The NFL is a production business, and Shanahan — who along with general manager John Lynch assembled this group, and was charged with coaching it up — will have to wear the stain of his team’s consistently substandard performances. The Niners have just two victories over opponents with winning records (the Seattle Seahawks and Tampa Bay Buccaneers) and suffered three brutal defeats to division foes after squandering late leads.

On Thursday, with a chance to stay in the NFC West race, they fell woefully short, and produced a lowlight reel in the process.

Wide receiver Deebo Samuel Sr., who complained on social media earlier in the week that he wasn’t getting the ball enough, had a brutal drop that likely cost him a chance to reach the end zone for a game-changing score. The 49ers were penalized for two illegal formation penalties on punts. Shanahan, after Brock Purdy connected with tight end George Kittle on a 33-yard pass early in the game — against a defense that had given up 42 points to the Buffalo Bills four days earlier — got weirdly conservative, calling three consecutive runs in Rams territory and settling for a 53-yard field goal by Jake Moody. And Purdy, coming off his best game of the season, struggled in the rain (a recurring theme) and later threw a brutal end-zone interception with 5:20 remaining and the 49ers in range for a game-tying field goal, essentially killing their chances.

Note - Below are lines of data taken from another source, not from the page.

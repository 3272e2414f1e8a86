//! Two-phase asset upload pipeline
//!
//! Phase 1: obtain a signed upload grant from the gateway.
//! Phase 2: PUT the raw bytes directly to object storage (not through the
//! gateway) with a matching Content-Type header.
//!
//! The returned `file_key` is meaningless until the owning entity's
//! metadata write records it. A completed transfer with no subsequent
//! metadata write leaves an orphaned object in storage; that window is a
//! known gap the client does not remediate (see `ops::OpError::OrphanedAsset`).

use crate::gateway::{ApiGateway, GatewayError};
use std::sync::Arc;
use std::time::Duration;
use thiserror::Error;
use uuid::Uuid;

/// Upload pipeline errors
#[derive(Debug, Error)]
pub enum UploadError {
    /// Signed-URL request rejected by the gateway (auth, quota, bad
    /// filename/content-type)
    #[error("Upload grant rejected: {0}")]
    Grant(#[source] GatewayError),

    /// Direct storage PUT returned non-2xx (expired URL, storage-side
    /// rejection)
    #[error("Transfer failed with status {0}")]
    Transfer(u16),

    /// Direct storage PUT failed before a response arrived
    #[error("Transfer network error: {0}")]
    Network(String),

    /// Viewable-link request rejected by the gateway
    #[error("Viewable link rejected: {0}")]
    Link(#[source] GatewayError),
}

/// A binary file queued for upload
#[derive(Debug, Clone)]
pub struct UploadSource {
    pub filename: String,
    pub content_type: String,
    pub bytes: Vec<u8>,
}

impl UploadSource {
    pub fn new(
        filename: impl Into<String>,
        content_type: impl Into<String>,
        bytes: Vec<u8>,
    ) -> Self {
        Self {
            filename: filename.into(),
            content_type: content_type.into(),
            bytes,
        }
    }
}

/// Moves binaries into object storage and resolves object keys back into
/// time-limited viewable links
pub struct Uploader {
    http: reqwest::Client,
    gateway: Arc<ApiGateway>,
}

impl Uploader {
    pub fn new(gateway: Arc<ApiGateway>) -> Result<Self, UploadError> {
        // Generous timeout: this client carries raw asset bytes
        let http = reqwest::Client::builder()
            .timeout(Duration::from_secs(300))
            .build()
            .map_err(|e| UploadError::Network(e.to_string()))?;
        Ok(Self { http, gateway })
    }

    /// Phase 1: request a signed upload grant
    pub async fn request_grant(
        &self,
        filename: &str,
        content_type: &str,
        course_id: Uuid,
    ) -> Result<coursekit_common::api::UploadGrant, UploadError> {
        self.gateway
            .upload_grant(filename, content_type, course_id)
            .await
            .map_err(UploadError::Grant)
    }

    /// Phase 2: PUT the raw file bytes to the signed URL.
    ///
    /// On any failure the caller must not persist the grant's `file_key`.
    pub async fn transfer(
        &self,
        signed_url: &str,
        content_type: &str,
        bytes: Vec<u8>,
    ) -> Result<(), UploadError> {
        let size = bytes.len();
        let response = self
            .http
            .put(signed_url)
            .header(reqwest::header::CONTENT_TYPE, content_type)
            .body(bytes)
            .send()
            .await
            .map_err(|e| UploadError::Network(e.to_string()))?;

        let status = response.status();
        if !status.is_success() {
            tracing::warn!(status = status.as_u16(), "Storage transfer rejected");
            return Err(UploadError::Transfer(status.as_u16()));
        }

        tracing::debug!(bytes = size, "Storage transfer complete");
        Ok(())
    }

    /// Both phases in order; returns the object key to record on the
    /// owning entity
    pub async fn upload(
        &self,
        course_id: Uuid,
        source: &UploadSource,
    ) -> Result<String, UploadError> {
        let grant = self
            .request_grant(&source.filename, &source.content_type, course_id)
            .await?;

        self.transfer(&grant.signed_url, &source.content_type, source.bytes.clone())
            .await?;

        tracing::info!(
            file_key = %grant.file_key,
            filename = %source.filename,
            "Asset uploaded"
        );
        Ok(grant.file_key)
    }

    /// Time-limited download link for an object key.
    ///
    /// Never cached: links expire, so every render re-requests.
    pub async fn viewable_link(&self, file_key: &str) -> Result<String, UploadError> {
        let link = self
            .gateway
            .viewable_link(file_key)
            .await
            .map_err(UploadError::Link)?;
        Ok(link.signed_url)
    }
}
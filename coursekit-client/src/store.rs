//! Content tree store
//!
//! Single source of truth for the course tree on the client side. The
//! snapshot is only ever replaced wholesale from a successful gateway
//! fetch: there is no merge logic and no partial write, so readers can
//! never observe a state that mixes old and new trees.

use crate::gateway::{ApiGateway, GatewayError};
use coursekit_common::model::{Course, Lesson};
use std::collections::{HashMap, HashSet};
use std::sync::Arc;
use tokio::sync::{watch, Mutex, Notify, RwLock};
use uuid::Uuid;

/// In-memory course tree with atomic reload semantics
pub struct CourseStore {
    snapshot: watch::Sender<Arc<Vec<Course>>>,
    /// Lesson details fetched on demand, keyed by lesson id. Cleared on
    /// every tree reload so details are never staler than the tree.
    lessons: RwLock<HashMap<Uuid, Lesson>>,
    /// Lesson ids with a fetch currently in flight. Guards against
    /// duplicate concurrent fetches for the same node from independent
    /// reader surfaces.
    in_flight: Mutex<HashSet<Uuid>>,
    lesson_settled: Notify,
}

impl CourseStore {
    pub fn new() -> Self {
        let (snapshot, _) = watch::channel(Arc::new(Vec::new()));
        Self {
            snapshot,
            lessons: RwLock::new(HashMap::new()),
            in_flight: Mutex::new(HashSet::new()),
            lesson_settled: Notify::new(),
        }
    }

    /// Fetch the full course list and replace the snapshot atomically.
    ///
    /// On failure the previous snapshot stays intact and the error is
    /// returned to the caller.
    pub async fn load(&self, gateway: &ApiGateway) -> Result<(), GatewayError> {
        let courses = gateway.list_courses().await?;
        tracing::debug!(courses = courses.len(), "Course tree reloaded");

        self.lessons.write().await.clear();
        self.snapshot.send_replace(Arc::new(courses));
        Ok(())
    }

    /// Current snapshot (cheap Arc clone)
    pub fn get(&self) -> Arc<Vec<Course>> {
        self.snapshot.borrow().clone()
    }

    /// Watch receiver for readers that re-render on every reload
    pub fn subscribe(&self) -> watch::Receiver<Arc<Vec<Course>>> {
        self.snapshot.subscribe()
    }

    /// Look up a course in the current snapshot
    pub fn course(&self, course_id: Uuid) -> Option<Course> {
        self.snapshot
            .borrow()
            .iter()
            .find(|c| c.id == course_id)
            .cloned()
    }

    /// Lesson detail for one node, fetched on demand.
    ///
    /// Concurrent calls for the same lesson collapse into a single gateway
    /// fetch; late callers wait for the first to settle and then read the
    /// cache. A failed fetch is not cached, so the next caller retries.
    pub async fn lesson(
        &self,
        gateway: &ApiGateway,
        lesson_id: Uuid,
    ) -> Result<Lesson, GatewayError> {
        loop {
            if let Some(lesson) = self.lessons.read().await.get(&lesson_id) {
                return Ok(lesson.clone());
            }

            // Arm the notification before deciding, so a fetch settling
            // between the cache miss and the wait is not lost
            let mut settled = std::pin::pin!(self.lesson_settled.notified());
            settled.as_mut().enable();
            let fetch_is_ours = self.in_flight.lock().await.insert(lesson_id);
            if fetch_is_ours {
                break;
            }
            settled.await;
        }

        // The winner may have settled between our cache miss and the
        // in-flight insert
        if let Some(lesson) = self.lessons.read().await.get(&lesson_id) {
            self.in_flight.lock().await.remove(&lesson_id);
            self.lesson_settled.notify_waiters();
            return Ok(lesson.clone());
        }

        let result = gateway.get_lesson(lesson_id).await;

        if let Ok(lesson) = &result {
            self.lessons.write().await.insert(lesson_id, lesson.clone());
        }
        self.in_flight.lock().await.remove(&lesson_id);
        self.lesson_settled.notify_waiters();

        if let Err(e) = &result {
            tracing::warn!(lesson_id = %lesson_id, error = %e, "Lesson fetch failed");
        }
        result
    }
}

impl Default for CourseStore {
    fn default() -> Self {
        Self::new()
    }
}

Deebo Samuel had a chance to make a game-changing play for the 49ers. Instead, he dropped the ball. (Thearon W. Henderson / Getty Images)

And, amazingly, none of those gaffes came close to being the night’s most ignominious moment. That belonged to Campbell, a veteran linebacker signed in March as a placeholder for Dre Greenlaw — the passionate playmaker who tore his Achilles while running onto the field after a punt during the second quarter of Super Bowl LVIII, and who finally worked his way back Thursday night to try to help save San Francisco’s season.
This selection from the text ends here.